impl Pdu {
    pub fn new(product_id: ProductId, byte_offset: u32, kind: SegmentKind, payload: Bytes) -> Self {
        Self {
            product_id,
            byte_offset,
            kind,
            payload,
        }
    }

    pub fn bop(product_id: ProductId, info: &BopInfo) -> Result<Self> {
        Ok(Self::new(product_id, 0, SegmentKind::BeginOfProduct, info.to_payload()?))
    }

    pub fn data(product_id: ProductId, byte_offset: u32, payload: Bytes) -> Self {
        Self::new(product_id, byte_offset, SegmentKind::DataSegment, payload)
    }

    pub fn eop(product_id: ProductId) -> Self {
        Self::new(product_id, 0, SegmentKind::EndOfProduct, Bytes::new())
    }

    /// 바이트 범위 `[start, start + length)` 재전송 요청
    pub fn retx_request(product_id: ProductId, start: u32, length: u32) -> Self {
        Self::new(
            product_id,
            start,
            SegmentKind::RetransRequest,
            Bytes::copy_from_slice(&length.to_be_bytes()),
        )
    }

    pub fn retx_data(product_id: ProductId, byte_offset: u32, payload: Bytes) -> Self {
        Self::new(product_id, byte_offset, SegmentKind::RetransData, payload)
    }

    pub fn retx_reject(product_id: ProductId) -> Self {
        Self::new(product_id, 0, SegmentKind::RetransReject, Bytes::new())
    }

    pub fn retx_end(product_id: ProductId) -> Self {
        Self::new(product_id, 0, SegmentKind::RetransEnd, Bytes::new())
    }

    pub fn bop_request(product_id: ProductId) -> Self {
        Self::new(product_id, 0, SegmentKind::BopRequest, Bytes::new())
    }

    pub fn payload_len(&self) -> u16 {
        self.payload.len() as u16
    }

    /// BOP 페이로드 해석
    pub fn bop_info(&self) -> std::result::Result<BopInfo, DecodeError> {
        if self.kind != SegmentKind::BeginOfProduct {
            return Err(DecodeError::MalformedPayload("BOP가 아님"));
        }
        BopInfo::from_payload(&self.payload)
    }

    /// 재전송 요청 길이 (바이트)
    pub fn requested_length(&self) -> std::result::Result<u32, DecodeError> {
        if self.kind != SegmentKind::RetransRequest {
            return Err(DecodeError::MalformedPayload("재전송 요청이 아님"));
        }
        let bytes: [u8; 4] = self
            .payload
            .as_ref()
            .try_into()
            .map_err(|_| DecodeError::MalformedPayload("재전송 요청 길이 필드 오류"))?;
        Ok(u32::from_be_bytes(bytes))
    }
}

/// PDU 인코더/디코더
#[derive(Clone)]
pub struct PduCodec {
    auth: Arc<dyn Authenticator>,
    max_payload: usize,
}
#####
Which lines of the entries contain "MalformedPayload"? Count them and write only the number.

Exercise result: 3